Она покачала головой, прижала к губам морщинистую руку, вздохнула глубоко. И Нюша тоже головой покачала: если уж самой бабушке страшно, значит, действительно страшный был год.
- Ну что делать? Решили свадьбу играть. Много их тогда было, свадеб-то таких: сегодня за стол, погуляли, ночь прошла - и прощай, солдат. А там он прямиком под пули, молодой, необстрелянный... Считай, повезло, если ранят, а чаще всего - одна похоронка и останется молодой жене. Ну, когда еще и ребеночек, конечно...
Это Нюше было ужасно интересно: как выбирали, кому достанется ребеночек, а кому - нет, но что-то в лице мамы подсказало ей, что с вопросами сейчас лучше не встревать.
- И вот, Таисия рассказывала, что в их краях еще старый обычай был такой: должна была невеста при родителях, при всей родне обмыть своему суженому ноги, а потом испить той воды. Вроде как тогда докажет она всем, что готова быть женой, верной и послушной.

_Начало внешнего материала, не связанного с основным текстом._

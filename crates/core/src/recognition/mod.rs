//! Bridge between the external phoneme recognizer and [`Timeline`].
//!
//! The recognizer is handed to the bridge fully constructed and lives as long
//! as the bridge does. Asynchronous requests are single-flight: a request made
//! while another is running is dropped, not queued.

mod ipa;

use std::{
    fmt,
    path::{Path, PathBuf},
    process::Command,
    sync::{
        atomic::{AtomicBool, Ordering},
        Arc,
    },
    thread::{self, JoinHandle},
};

use crossbeam_channel::Sender;

use crate::{LipsyncError, PhonemeStep, RecognizerConfig, Result, Timeline};

pub use ipa::ipa_to_mouth_shape;

/// Produces the raw `start duration symbol` text stream for an audio file.
pub trait Recognizer: Send + Sync {
    fn transcribe(&self, audio_path: &Path) -> Result<String>;
}

/// Receives the outcome of [`RecognitionBridge::recognize_async`]. Exactly one
/// of the two methods is called per accepted request, on the worker thread.
pub trait RecognitionListener: Send + Sync {
    fn on_complete(&self, timeline: Timeline);
    fn on_error(&self, error: LipsyncError);
}

impl RecognitionListener for Sender<Result<Timeline>> {
    fn on_complete(&self, timeline: Timeline) {
        let _ = self.send(Ok(timeline));
    }

    fn on_error(&self, error: LipsyncError) {
        let _ = self.send(Err(error));
    }
}

/// One entry of the recognizer stream, before shape mapping.
#[derive(Debug, Clone, PartialEq)]
pub struct RawPhoneme {
    pub start_time: f64,
    pub duration: f64,
    pub symbol: String,
}

/// Parses recognizer output. Lines without at least three tokens, or whose
/// times are non-numeric, negative or non-finite, are skipped.
pub fn parse_raw_phonemes(output: &str) -> Vec<RawPhoneme> {
    output
        .lines()
        .filter_map(|line| {
            let mut tokens = line.split_whitespace();
            let start_time = parse_time(tokens.next()?)?;
            let duration = parse_time(tokens.next()?)?;
            let symbol = tokens.next()?.to_string();
            Some(RawPhoneme {
                start_time,
                duration,
                symbol,
            })
        })
        .collect()
}

fn parse_time(token: &str) -> Option<f64> {
    token
        .parse::<f64>()
        .ok()
        .filter(|time| time.is_finite() && *time >= 0.0)
}

/// Maps each raw phoneme through the IPA table, keeping recognizer order.
pub fn build_timeline(phonemes: &[RawPhoneme]) -> Timeline {
    phonemes
        .iter()
        .map(|phoneme| {
            PhonemeStep::new(
                phoneme.start_time,
                phoneme.duration,
                ipa_to_mouth_shape(&phoneme.symbol),
            )
        })
        .collect()
}

/// Runs an external program and reads the phoneme stream from its stdout.
#[derive(Debug, Clone)]
pub struct CommandRecognizer {
    program: String,
    args: Vec<String>,
}

impl CommandRecognizer {
    pub fn new(config: &RecognizerConfig) -> Self {
        Self {
            program: config.program.clone(),
            args: config.args.clone(),
        }
    }
}

impl Recognizer for CommandRecognizer {
    fn transcribe(&self, audio_path: &Path) -> Result<String> {
        tracing::debug!(program = %self.program, path = %audio_path.display(), "running recognizer");
        let output = Command::new(&self.program)
            .args(&self.args)
            .arg(audio_path)
            .output()?;

        if !output.status.success() {
            let stderr = String::from_utf8_lossy(&output.stderr);
            return Err(LipsyncError::Recognition(format!(
                "`{}` exited with {}: {}",
                self.program,
                output.status,
                stderr.trim()
            )));
        }

        String::from_utf8(output.stdout)
            .map_err(|err| LipsyncError::Recognition(format!("output is not UTF-8: {err}")))
    }
}

/// Clears the in-flight flag when the worker ends, however it ends.
struct InFlight(Arc<AtomicBool>);

impl Drop for InFlight {
    fn drop(&mut self) {
        self.0.store(false, Ordering::SeqCst);
    }
}

pub struct RecognitionBridge<R> {
    recognizer: Arc<R>,
    in_flight: Arc<AtomicBool>,
}

impl<R: Recognizer + 'static> RecognitionBridge<R> {
    pub fn new(recognizer: R) -> Self {
        Self {
            recognizer: Arc::new(recognizer),
            in_flight: Arc::new(AtomicBool::new(false)),
        }
    }

    pub fn recognizer(&self) -> &R {
        &self.recognizer
    }

    /// True while an asynchronous request is running.
    pub fn is_processing(&self) -> bool {
        self.in_flight.load(Ordering::SeqCst)
    }

    /// Blocking recognition of `audio_path`.
    pub fn recognize(&self, audio_path: &Path) -> Result<Timeline> {
        recognize_with(self.recognizer.as_ref(), audio_path)
    }

    /// Starts recognition on a worker thread and reports to `listener`.
    ///
    /// Returns `Ok(None)` without touching the listener when a request is
    /// already in flight.
    pub fn recognize_async<L>(
        &self,
        audio_path: impl Into<PathBuf>,
        listener: L,
    ) -> Result<Option<JoinHandle<()>>>
    where
        L: RecognitionListener + 'static,
    {
        if self
            .in_flight
            .compare_exchange(false, true, Ordering::SeqCst, Ordering::SeqCst)
            .is_err()
        {
            tracing::debug!("recognition already running, request ignored");
            return Ok(None);
        }

        let guard = InFlight(Arc::clone(&self.in_flight));
        let recognizer = Arc::clone(&self.recognizer);
        let audio_path = audio_path.into();

        let handle = thread::Builder::new()
            .name("recognizer".into())
            .spawn(move || {
                let _guard = guard;
                match recognize_with(recognizer.as_ref(), &audio_path) {
                    Ok(timeline) => listener.on_complete(timeline),
                    Err(err) => {
                        tracing::warn!(%err, path = %audio_path.display(), "recognition failed");
                        listener.on_error(err);
                    }
                }
            })?;

        Ok(Some(handle))
    }
}

fn recognize_with<R: Recognizer + ?Sized>(recognizer: &R, audio_path: &Path) -> Result<Timeline> {
    let output = recognizer.transcribe(audio_path)?;
    let phonemes = parse_raw_phonemes(&output);
    let timeline = build_timeline(&phonemes);
    tracing::info!(
        path = %audio_path.display(),
        steps = timeline.len(),
        "recognition finished"
    );
    Ok(timeline)
}

impl<R: fmt::Debug> fmt::Debug for RecognitionBridge<R> {
    fn fmt(&self, f: &mut fmt::Formatter<'_>) -> fmt::Result {
        f.debug_struct("RecognitionBridge")
            .field("recognizer", &self.recognizer)
            .field("in_flight", &self.in_flight.load(Ordering::SeqCst))
            .finish()
    }
}

#[cfg(test)]
mod tests {
    use std::{sync::atomic::AtomicUsize, time::Duration};

    use crossbeam_channel::Receiver;

    use super::*;
    use crate::MouthShape;

    struct FixedRecognizer(&'static str);

    impl Recognizer for FixedRecognizer {
        fn transcribe(&self, _audio_path: &Path) -> Result<String> {
            Ok(self.0.to_string())
        }
    }

    /// Blocks every call until the test opens the gate.
    struct GatedRecognizer {
        gate: Receiver<()>,
        calls: AtomicUsize,
    }

    impl Recognizer for GatedRecognizer {
        fn transcribe(&self, _audio_path: &Path) -> Result<String> {
            self.calls.fetch_add(1, Ordering::SeqCst);
            self.gate
                .recv_timeout(Duration::from_secs(5))
                .map_err(|_| LipsyncError::msg("gate never opened"))?;
            Ok("0.0 0.1 m".to_string())
        }
    }

    struct FailingRecognizer;

    impl Recognizer for FailingRecognizer {
        fn transcribe(&self, _audio_path: &Path) -> Result<String> {
            Err(LipsyncError::Recognition("model missing".to_string()))
        }
    }

    struct PanickingRecognizer;

    impl Recognizer for PanickingRecognizer {
        fn transcribe(&self, _audio_path: &Path) -> Result<String> {
            panic!("recognizer crashed");
        }
    }

    #[test]
    fn parses_recognizer_stream_leniently() {
        let raw = parse_raw_phonemes("0.210 0.045 h\n\ngarbage\n0.5 x ə\n0.300 0.045 ɛ extra\n");

        assert_eq!(
            raw,
            vec![
                RawPhoneme {
                    start_time: 0.21,
                    duration: 0.045,
                    symbol: "h".to_string(),
                },
                RawPhoneme {
                    start_time: 0.3,
                    duration: 0.045,
                    symbol: "ɛ".to_string(),
                },
            ]
        );
    }

    #[test]
    fn out_of_range_times_are_skipped() {
        let raw = parse_raw_phonemes(
            "inf 0.1 m\n0.0 NaN m\n-0.5 0.1 m\n0.2 -0.1 m\n0.0 infinity m\n0.4 0.1 a\n",
        );

        assert_eq!(raw.len(), 1);
        assert_eq!(raw[0].symbol, "a");
    }

    #[test]
    fn recognizer_stream_with_bad_times_still_exports() {
        let bridge = RecognitionBridge::new(FixedRecognizer(
            "inf 0.1 m\n0.0 NaN m\n-1.0 0.5 m\n0.0 0.1 m\n0.1 0.1 o\n",
        ));
        let timeline = bridge.recognize(Path::new("speech.wav")).unwrap();
        assert_eq!(timeline.len(), 2);

        let reloaded = Timeline::deserialize(&timeline.serialize());
        assert_eq!(reloaded, timeline);

        let sheet = timeline.export_frame_sheet(10).unwrap();
        assert_eq!(sheet.to_string(), "MohoSwitch1\n1 MBP\n2 O");
    }

    #[test]
    fn huge_recognizer_times_fail_export_cleanly() {
        let timeline = build_timeline(&parse_raw_phonemes("0.0 1e300 m\n1e12 0.1 o\n"));
        assert_eq!(timeline.len(), 2);

        let err = timeline.export_frame_sheet(24).unwrap_err();
        assert!(matches!(err, LipsyncError::InvalidInput(_)));
    }

    #[test]
    fn blocking_recognition_maps_symbols() {
        let bridge = RecognitionBridge::new(FixedRecognizer("0.00 0.10 m\n0.10 0.20 æ\n0.30 0.05 q"));
        let timeline = bridge.recognize(Path::new("speech.wav")).unwrap();

        let shapes: Vec<&MouthShape> = timeline.iter().map(|step| &step.mouth_shape).collect();
        assert_eq!(shapes, vec![&MouthShape::Mbp, &MouthShape::Ai, &MouthShape::Rest]);
        assert!((timeline.steps()[1].start_time - 0.1).abs() < 1e-9);
    }

    #[test]
    fn second_async_request_is_dropped_while_first_runs() {
        let (open, gate) = crossbeam_channel::unbounded();
        let bridge = RecognitionBridge::new(GatedRecognizer {
            gate,
            calls: AtomicUsize::new(0),
        });
        let (first_tx, first_rx) = crossbeam_channel::unbounded::<Result<Timeline>>();
        let (second_tx, second_rx) = crossbeam_channel::unbounded::<Result<Timeline>>();

        let handle = bridge
            .recognize_async("first.wav", first_tx)
            .unwrap()
            .expect("first request should start");
        assert!(bridge.is_processing());

        let dropped = bridge.recognize_async("second.wav", second_tx).unwrap();
        assert!(dropped.is_none());

        open.send(()).unwrap();
        handle.join().unwrap();

        let result = first_rx.recv_timeout(Duration::from_secs(2)).unwrap();
        assert_eq!(result.unwrap().len(), 1);
        assert!(first_rx.try_recv().is_err());
        assert!(second_rx.try_recv().is_err());
        assert_eq!(bridge.recognizer().calls.load(Ordering::SeqCst), 1);
        assert!(!bridge.is_processing());
    }

    #[test]
    fn errors_reach_the_listener_and_release_the_guard() {
        let bridge = RecognitionBridge::new(FailingRecognizer);
        let (tx, rx) = crossbeam_channel::unbounded::<Result<Timeline>>();

        bridge
            .recognize_async("speech.wav", tx.clone())
            .unwrap()
            .unwrap()
            .join()
            .unwrap();

        let err = rx.recv_timeout(Duration::from_secs(2)).unwrap().unwrap_err();
        assert!(matches!(err, LipsyncError::Recognition(_)));
        assert!(!bridge.is_processing());
        assert!(bridge.recognize_async("again.wav", tx).unwrap().is_some());
    }

    #[test]
    fn panicking_recognizer_still_releases_the_guard() {
        let bridge = RecognitionBridge::new(PanickingRecognizer);
        let (tx, rx) = crossbeam_channel::unbounded::<Result<Timeline>>();

        let handle = bridge.recognize_async("speech.wav", tx).unwrap().unwrap();
        assert!(handle.join().is_err());

        assert!(!bridge.is_processing());
        assert!(rx.try_recv().is_err());
    }

    #[cfg(unix)]
    #[test]
    fn command_recognizer_reads_stdout() {
        let recognizer = CommandRecognizer::new(&RecognizerConfig {
            program: "echo".to_string(),
            args: vec!["0.0 0.1 m".to_string()],
        });

        let timeline = RecognitionBridge::new(recognizer)
            .recognize(Path::new("clip.wav"))
            .unwrap();
        assert_eq!(timeline.len(), 1);
        assert_eq!(timeline.steps()[0].mouth_shape, MouthShape::Mbp);
    }

    #[cfg(unix)]
    #[test]
    fn command_recognizer_reports_failed_exit() {
        let recognizer = CommandRecognizer::new(&RecognizerConfig {
            program: "false".to_string(),
            args: Vec::new(),
        });

        let err = recognizer.transcribe(Path::new("clip.wav")).unwrap_err();
        assert!(matches!(err, LipsyncError::Recognition(_)));
    }

    #[test]
    fn missing_program_is_an_io_error() {
        let recognizer = CommandRecognizer::new(&RecognizerConfig {
            program: "definitely-not-a-recognizer-binary".to_string(),
            args: Vec::new(),
        });

        let err = recognizer.transcribe(Path::new("clip.wav")).unwrap_err();
        assert!(matches!(err, LipsyncError::Io(_)));
    }
}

Нюша ахнула: вот это да! А если он босиком придет? Или в грязных сандалиях без носков? Хотя, опять же, жених обязательно всегда в красивом костюме и блестящих ботинках! Но все равно, мало ли...
- И вот назавтра же назначили родители это самое... сватовство. Чтоб по всем правилам, как положено, хоть и второпях. Таисия рассказывала: я Аннушку спрашиваю, как ты да что, рада ли... а она только плачет всё, да так плачет, словно не под венец ей идти, а на похороны. Вот так. А уж любила она своего Ивана, так любила...
Бабушка замолчала, взяла чашку и стала потихоньку пить уже остывший чай, а свободная рука ее опять принялась крутить злосчастную пуговицу.
- Вот ведь как, - задумчиво произнесла она, аккуратно поставив пустую чашку на стол. - Рассказывала мне Таисия, как это все было, а я ни той Аннушки, ни того Вани видом не видывала, а так у меня впечаталось всё это в душу, словно бы сама там рядом стояла, да и смотрела во все глаза.
И баба Люда, чуть прищурившись, как бы вглядываясь в ей одной видимую картину, продолжила свой рассказ, уже не прерываясь:
- Утром, как уговорено, приходят сваты. Ну, там свои у них правила, я подробностей не знаю, а Таисия не обсказывала. А вот дошло дело и до этого обычая, с водой. Ставится, значит, табурет посреди комнаты, и садится на него жених. Одет он, конечно, как положено, в самое лучшее, что можно было найти по тому времени: брючата там приличные, пиджак, рубаха... Сапоги начищенные, со скрипом. Портянки новые, само собой. Портянки, Нюша, это тряпицы такие, в них ногу туго-туго, как младенчика в пеленки, заматывали; это вместо носков, так уж раньше ходили. Ну вот, посадили Ивана на этот табурет, и сидит он. А родня, дружки-подружки - все по стеночкам стоят, ждут.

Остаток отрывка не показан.